En attendant t’avenue, urbaine déambulation

La 5e couche sort un nouveau livre de François Henninger, « En attendant t’avenue »,  dont chaque double page tronçonne une parcelle d’une unique façade d’une unique avenue, déclinant des motifs répétitifs scandés en abîme pour évoquer une incroyable théorie d’architectures fantasmées et d’étranges installations urbaines. François Henninger nous convie cette fois à une longue et dépaysante promenade égrainant les styles, les évocations historiques et géographiques et en inventant par hybridation/combinaison.

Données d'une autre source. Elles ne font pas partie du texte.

//! SENTINEL: AI-gated on-chain trade execution engine
//!
//! Entry point. Loads configuration, initialises structured logging,
//! restores the trade history, trains the ensemble and runs the
//! auto-trading scheduler until Ctrl+C.

use alloy::primitives::Address;
use anyhow::{Context, Result};
use std::sync::Arc;
use std::time::Duration;
use tokio_util::sync::CancellationToken;
use tracing::{error, info, warn};

use sentinel::config::{self, AppConfig, CollectorProvider};
use sentinel::data::coingecko::CoinGeckoCollector;
use sentinel::data::{PriceCollector, StaticCollector};
use sentinel::engine::pipeline::{PipelineConfig, TradingPipeline};
use sentinel::engine::submitter::TransactionSubmitter;
use sentinel::engine::validator::TradeValidator;
use sentinel::engine::TradingSystem;
use sentinel::ledger::confirmation::ConfirmationTracker;
use sentinel::ledger::gas::GasPriceOracle;
use sentinel::ledger::rpc::ProviderLedger;
use sentinel::ledger::LedgerRpc;
use sentinel::models::ensemble::EnsemblePredictor;
use sentinel::storage;
use sentinel::types::{TradeHistory, TradingError};

const BANNER: &str = r#"
  ____  _____ _   _ _____ ___ _   _ _____ _
 / ___|| ____| \ | |_   _|_ _| \ | | ____| |
 \___ \|  _| |  \| | | |  | ||  \| |  _| | |
  ___) | |___| |\  | | |  | || |\  | |___| |___
 |____/|_____|_| \_| |_| |___|_| \_|_____|_____|

  AI-gated on-chain trade execution
  v0.1.0
"#;

#[tokio::main]
async fn main() -> Result<()> {
    // Load .env file if present (non-fatal if missing)
    let _ = dotenv::dotenv();

    let config_path =
        std::env::var("SENTINEL_CONFIG").unwrap_or_else(|_| "config.toml".to_string());
    let cfg = AppConfig::load(&config_path)?;

    init_logging();

    println!("{BANNER}");
    let strategy = cfg.strategy.resolve()?;
    info!(
        agent_name = %cfg.agent.name,
        tick_interval_secs = cfg.agent.tick_interval_secs,
        strategy = %strategy,
        dry_run = cfg.submitter.dry_run,
        "SENTINEL starting up"
    );

    // -- Ledger ----------------------------------------------------------

    let contract = config::parse_address("ledger.contract_address", &cfg.ledger.contract_address)?;
    let wrapped_native =
        config::parse_address("ledger.wrapped_native", &cfg.ledger.wrapped_native)?;
    let trade_token = config::parse_address("ledger.trade_token", &cfg.ledger.trade_token)?;

    let rpc_url = AppConfig::resolve_secret(&cfg.ledger.rpc_url_env)?;
    let signer_key = AppConfig::resolve_secret(&cfg.ledger.signer_key_env)?;
    let ledger = ProviderLedger::connect(&rpc_url, &signer_key, cfg.ledger.chain_id)?;
    let user = resolve_user(&cfg.agent.user_address, ledger.signer_address())?;
    info!(user = %user, "Signing wallet loaded");
    let rpc: Arc<dyn LedgerRpc> = Arc::new(ledger);

    let oracle = Arc::new(GasPriceOracle::new(rpc.clone(), cfg.gas.clone()));
    let tracker = ConfirmationTracker::new(rpc.clone())
        .with_poll_interval(Duration::from_secs(cfg.ledger.poll_interval_secs.max(1)));
    let submitter = Arc::new(TransactionSubmitter::new(
        rpc.clone(),
        oracle,
        tracker,
        contract,
        cfg.submitter.clone(),
    ));

    // -- Data + models ---------------------------------------------------

    let collector = build_collector(&cfg)?;
    let ensemble = Arc::new(EnsemblePredictor::new(
        cfg.ensemble.clone(),
        cfg.sequence_model.clone(),
        cfg.policy_agent.clone(),
        collector.clone(),
    ));

    match ensemble.retrain().await {
        Ok(()) => info!("Initial training complete"),
        Err(e) => warn!(
            error = %e,
            "Initial training failed; ticks will skip until a retrain succeeds"
        ),
    }

    // -- History + pipeline ----------------------------------------------

    let history_path = cfg.agent.history_file.clone();
    let history = match storage::load_history(history_path.as_deref())? {
        Some(h) => {
            info!(entries = h.len(), "Resumed trade history");
            h
        }
        None => TradeHistory::new(),
    };

    let pipeline = Arc::new(TradingPipeline::new(
        PipelineConfig {
            user,
            wrapped_native,
            trade_token,
            price_quote: cfg.ledger.price_quote,
            token_decimals: cfg.ledger.token_decimals,
            slippage_pct: cfg.ledger.slippage_pct,
            sources: cfg.ensemble.sources.clone(),
            window_hours: cfg.ensemble.window_hours,
            history_path: Some(
                history_path
                    .clone()
                    .unwrap_or_else(|| storage::DEFAULT_HISTORY_FILE.to_string()),
            ),
        },
        collector,
        ensemble.clone(),
        TradeValidator::new(cfg.validator.clone()),
        submitter,
        history,
    ));

    let system = Arc::new(TradingSystem::new(
        ensemble,
        pipeline,
        Duration::from_secs(cfg.agent.tick_interval_secs.max(1)),
    ));

    let shutdown = CancellationToken::new();
    let retrainer = (cfg.agent.retrain_interval_hours > 0).then(|| {
        tokio::spawn(retrain_loop(
            system.clone(),
            Duration::from_secs(cfg.agent.retrain_interval_hours * 3600),
            shutdown.clone(),
        ))
    });

    if cfg.agent.auto_start {
        system.start_auto_trading(strategy).await?;
    } else {
        info!("auto_start disabled; scheduler left stopped");
    }

    info!("Running. Press Ctrl+C to stop.");
    tokio::signal::ctrl_c()
        .await
        .context("Failed to listen for shutdown signal")?;
    info!("Shutdown signal received.");

    shutdown.cancel();
    system.shutdown().await;
    if let Some(task) = retrainer {
        if let Err(e) = task.await {
            error!(error = %e, "Retrain task ended abnormally");
        }
    }

    let history = system.history().await;
    storage::save_history(&history, history_path.as_deref())?;
    let state = system.system_state().await;
    info!(
        trades = history.len(),
        predictions = state.total_predictions,
        accuracy = format!("{:.3}", state.average_accuracy),
        "SENTINEL shut down cleanly."
    );

    Ok(())
}

/// The trading account is the signer unless configured; a configured
/// address must match the signer, since the wallet cannot sign for others.
fn resolve_user(configured: &str, signer: Address) -> Result<Address> {
    if configured.trim().is_empty() {
        return Ok(signer);
    }
    let user = config::parse_address("agent.user_address", configured)?;
    anyhow::ensure!(
        user == signer,
        "agent.user_address {user} does not match the signing key ({signer})"
    );
    Ok(user)
}

fn build_collector(cfg: &AppConfig) -> Result<Arc<dyn PriceCollector>> {
    match cfg.collector.provider {
        CollectorProvider::Coingecko => {
            let api_key = match &cfg.collector.api_key_env {
                Some(env) => match AppConfig::resolve_secret(env) {
                    Ok(key) => Some(key),
                    Err(e) => {
                        warn!(error = %e, "CoinGecko key not set, using the public tier");
                        None
                    }
                },
                None => None,
            };
            let mut collector = CoinGeckoCollector::new(&cfg.collector.vs_currency, api_key)?;
            if let Some(url) = &cfg.collector.base_url {
                collector = collector.with_base_url(url);
            }
            Ok(Arc::new(collector))
        }
        CollectorProvider::File => {
            let path = cfg
                .collector
                .replay_file
                .as_deref()
                .context("collector.replay_file is required for the file provider")?;
            Ok(Arc::new(StaticCollector::from_file(path)?))
        }
    }
}

/// Retrain on a fixed period until cancelled. Failures keep the current
/// models serving.
async fn retrain_loop(system: Arc<TradingSystem>, period: Duration, cancel: CancellationToken) {
    let mut interval = tokio::time::interval(period);
    // The first tick fires immediately; startup already trained.
    interval.tick().await;

    loop {
        tokio::select! {
            _ = cancel.cancelled() => break,
            _ = interval.tick() => match system.retrain().await {
                Ok(()) => {
                    let state = system.system_state().await;
                    info!(
                        predictions = state.total_predictions,
                        accuracy = format!("{:.3}", state.average_accuracy),
                        "Periodic retrain complete"
                    );
                }
                Err(TradingError::RetrainInProgress) => {
                    warn!("Retrain already in progress, skipping")
                }
                Err(e) => error!(error = %e, "Periodic retrain failed"),
            },
        }
    }
}

/// Initialise the `tracing` subscriber.
fn init_logging() {
    use tracing_subscriber::{fmt, EnvFilter};

    let env_filter = EnvFilter::try_from_default_env()
        .unwrap_or_else(|_| EnvFilter::new("sentinel=info"));

    if std::env::var("SENTINEL_LOG_JSON").is_ok() {
        fmt()
            .json()
            .with_env_filter(env_filter)
            .with_target(true)
            .with_thread_ids(true)
            .init();
    } else {
        fmt()
            .with_env_filter(env_filter)
            .with_target(true)
            .init();
    }
}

Ce long dessin est une parfaite illustration du Kunstwollen, s’abandonnant au plaisir de la répétition, de la déformation, de l’efflorescence. C’est aussi, surtout, le géant pastiche des anciens dessins de téléphone (du temps du fixe), gribouillé, griffonné, annoté, raturé, listé d’une poésie ludique qui dans ce paysage joue pour le ciel ou les oiseaux. Un objet poétique donc, souvent magique le temps d’explosions psychédéliques de monstrueux baroques, d’encorbellements extrêmes, de parcelles de paradis naturels où urbains où d’hypnotiques scansions graphiques. Seul bémol, l’édition qui pèche par quelques défauts.